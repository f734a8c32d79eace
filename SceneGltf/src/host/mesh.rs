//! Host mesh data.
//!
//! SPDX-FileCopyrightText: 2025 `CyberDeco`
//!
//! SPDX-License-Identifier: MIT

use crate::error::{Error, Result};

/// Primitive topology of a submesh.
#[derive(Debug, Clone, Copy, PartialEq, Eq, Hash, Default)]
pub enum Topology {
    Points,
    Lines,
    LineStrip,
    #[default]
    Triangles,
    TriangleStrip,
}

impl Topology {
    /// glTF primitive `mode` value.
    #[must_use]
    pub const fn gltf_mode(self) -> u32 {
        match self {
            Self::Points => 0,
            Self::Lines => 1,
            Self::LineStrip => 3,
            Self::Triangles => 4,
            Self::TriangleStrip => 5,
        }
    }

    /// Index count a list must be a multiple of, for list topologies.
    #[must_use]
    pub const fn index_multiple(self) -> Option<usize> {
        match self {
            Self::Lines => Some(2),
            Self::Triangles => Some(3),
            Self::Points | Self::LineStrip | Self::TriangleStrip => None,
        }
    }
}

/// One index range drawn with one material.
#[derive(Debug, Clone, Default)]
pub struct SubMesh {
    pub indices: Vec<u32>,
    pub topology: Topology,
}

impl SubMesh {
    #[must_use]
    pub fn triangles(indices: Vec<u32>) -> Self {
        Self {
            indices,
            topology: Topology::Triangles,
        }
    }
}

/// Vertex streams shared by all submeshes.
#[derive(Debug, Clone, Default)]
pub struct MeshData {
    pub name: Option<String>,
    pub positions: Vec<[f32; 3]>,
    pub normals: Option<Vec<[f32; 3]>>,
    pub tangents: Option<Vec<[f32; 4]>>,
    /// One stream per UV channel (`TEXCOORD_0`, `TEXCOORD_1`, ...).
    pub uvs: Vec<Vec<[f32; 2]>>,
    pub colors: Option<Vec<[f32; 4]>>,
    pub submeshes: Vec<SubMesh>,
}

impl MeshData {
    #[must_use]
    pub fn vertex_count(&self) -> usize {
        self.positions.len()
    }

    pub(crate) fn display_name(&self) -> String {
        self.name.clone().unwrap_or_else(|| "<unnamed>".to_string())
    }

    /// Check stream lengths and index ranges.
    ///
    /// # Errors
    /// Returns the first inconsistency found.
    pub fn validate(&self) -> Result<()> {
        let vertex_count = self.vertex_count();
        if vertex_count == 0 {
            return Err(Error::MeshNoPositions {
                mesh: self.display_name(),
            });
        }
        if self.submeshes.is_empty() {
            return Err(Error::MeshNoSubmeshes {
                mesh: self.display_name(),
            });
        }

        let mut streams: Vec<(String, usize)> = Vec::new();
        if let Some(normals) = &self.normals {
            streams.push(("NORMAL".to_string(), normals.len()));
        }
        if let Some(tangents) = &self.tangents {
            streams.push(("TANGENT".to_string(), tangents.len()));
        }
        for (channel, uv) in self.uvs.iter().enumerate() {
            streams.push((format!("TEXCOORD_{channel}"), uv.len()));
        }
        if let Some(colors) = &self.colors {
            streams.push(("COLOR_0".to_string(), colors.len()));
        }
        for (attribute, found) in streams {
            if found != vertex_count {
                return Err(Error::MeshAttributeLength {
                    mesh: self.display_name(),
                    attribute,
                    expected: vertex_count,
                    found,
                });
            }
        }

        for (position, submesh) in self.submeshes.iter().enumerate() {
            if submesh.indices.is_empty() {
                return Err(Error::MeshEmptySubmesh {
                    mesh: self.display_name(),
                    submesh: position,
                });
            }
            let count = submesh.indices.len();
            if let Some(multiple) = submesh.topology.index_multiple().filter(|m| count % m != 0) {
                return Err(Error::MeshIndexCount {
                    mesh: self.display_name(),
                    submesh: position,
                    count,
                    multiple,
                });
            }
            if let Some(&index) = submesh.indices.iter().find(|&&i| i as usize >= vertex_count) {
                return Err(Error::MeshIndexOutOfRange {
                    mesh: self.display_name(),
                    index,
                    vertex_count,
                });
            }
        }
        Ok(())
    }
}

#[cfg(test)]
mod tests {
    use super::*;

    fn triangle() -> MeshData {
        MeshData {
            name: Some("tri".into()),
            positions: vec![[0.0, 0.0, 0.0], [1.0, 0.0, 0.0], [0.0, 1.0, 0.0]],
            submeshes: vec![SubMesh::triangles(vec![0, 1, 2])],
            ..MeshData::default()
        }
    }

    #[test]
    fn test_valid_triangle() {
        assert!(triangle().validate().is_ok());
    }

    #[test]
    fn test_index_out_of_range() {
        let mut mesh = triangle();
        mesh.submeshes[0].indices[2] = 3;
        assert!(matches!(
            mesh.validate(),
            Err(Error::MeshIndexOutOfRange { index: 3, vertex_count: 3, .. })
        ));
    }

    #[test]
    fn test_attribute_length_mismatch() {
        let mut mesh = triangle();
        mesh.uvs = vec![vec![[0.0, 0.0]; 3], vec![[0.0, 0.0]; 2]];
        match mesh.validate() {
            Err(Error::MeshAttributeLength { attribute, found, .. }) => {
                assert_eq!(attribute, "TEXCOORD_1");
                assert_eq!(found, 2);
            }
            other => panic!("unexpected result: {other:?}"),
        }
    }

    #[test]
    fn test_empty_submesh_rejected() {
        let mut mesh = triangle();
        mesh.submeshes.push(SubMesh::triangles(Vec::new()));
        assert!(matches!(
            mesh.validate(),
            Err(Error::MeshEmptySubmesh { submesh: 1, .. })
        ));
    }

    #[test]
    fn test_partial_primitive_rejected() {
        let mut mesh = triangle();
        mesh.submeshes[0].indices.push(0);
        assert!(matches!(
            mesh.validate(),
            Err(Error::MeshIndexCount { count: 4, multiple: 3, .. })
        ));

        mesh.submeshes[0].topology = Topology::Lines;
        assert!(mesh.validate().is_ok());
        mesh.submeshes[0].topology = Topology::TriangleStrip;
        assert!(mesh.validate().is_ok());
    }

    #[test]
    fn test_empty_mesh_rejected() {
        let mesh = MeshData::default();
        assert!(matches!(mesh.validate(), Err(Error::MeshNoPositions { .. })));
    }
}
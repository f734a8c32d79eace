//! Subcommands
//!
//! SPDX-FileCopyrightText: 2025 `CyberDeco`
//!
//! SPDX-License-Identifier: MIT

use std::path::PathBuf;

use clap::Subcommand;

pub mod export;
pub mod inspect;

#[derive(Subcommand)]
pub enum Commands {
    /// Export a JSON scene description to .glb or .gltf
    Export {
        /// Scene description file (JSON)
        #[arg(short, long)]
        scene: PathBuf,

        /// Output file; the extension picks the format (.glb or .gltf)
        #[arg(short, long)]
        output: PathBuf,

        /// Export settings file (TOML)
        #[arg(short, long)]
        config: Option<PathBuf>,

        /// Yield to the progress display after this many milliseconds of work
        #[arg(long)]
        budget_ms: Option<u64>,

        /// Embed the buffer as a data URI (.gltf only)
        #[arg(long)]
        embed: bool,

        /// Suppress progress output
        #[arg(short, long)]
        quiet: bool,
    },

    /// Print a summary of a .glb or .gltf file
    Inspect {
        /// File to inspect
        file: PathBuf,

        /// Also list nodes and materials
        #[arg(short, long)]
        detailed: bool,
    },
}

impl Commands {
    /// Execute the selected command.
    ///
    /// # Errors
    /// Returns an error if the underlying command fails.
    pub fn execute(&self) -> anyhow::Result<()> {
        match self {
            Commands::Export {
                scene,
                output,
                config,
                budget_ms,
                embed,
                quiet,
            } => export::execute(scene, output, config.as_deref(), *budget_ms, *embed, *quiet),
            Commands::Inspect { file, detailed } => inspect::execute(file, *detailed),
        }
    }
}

Task prompt: Repeat, word for word, the lines above between the line holding "pub normals: Option<Vec<[f32;" and the line holding "pub(crate) fn display_name(&self)", inclusive; omit everything else.

Written answer:
    pub normals: Option<Vec<[f32; 3]>>,
    pub tangents: Option<Vec<[f32; 4]>>,
    /// One stream per UV channel (`TEXCOORD_0`, `TEXCOORD_1`, ...).
    pub uvs: Vec<Vec<[f32; 2]>>,
    pub colors: Option<Vec<[f32; 4]>>,
    pub submeshes: Vec<SubMesh>,
}

impl MeshData {
    #[must_use]
    pub fn vertex_count(&self) -> usize {
        self.positions.len()
    }

    pub(crate) fn display_name(&self) -> String {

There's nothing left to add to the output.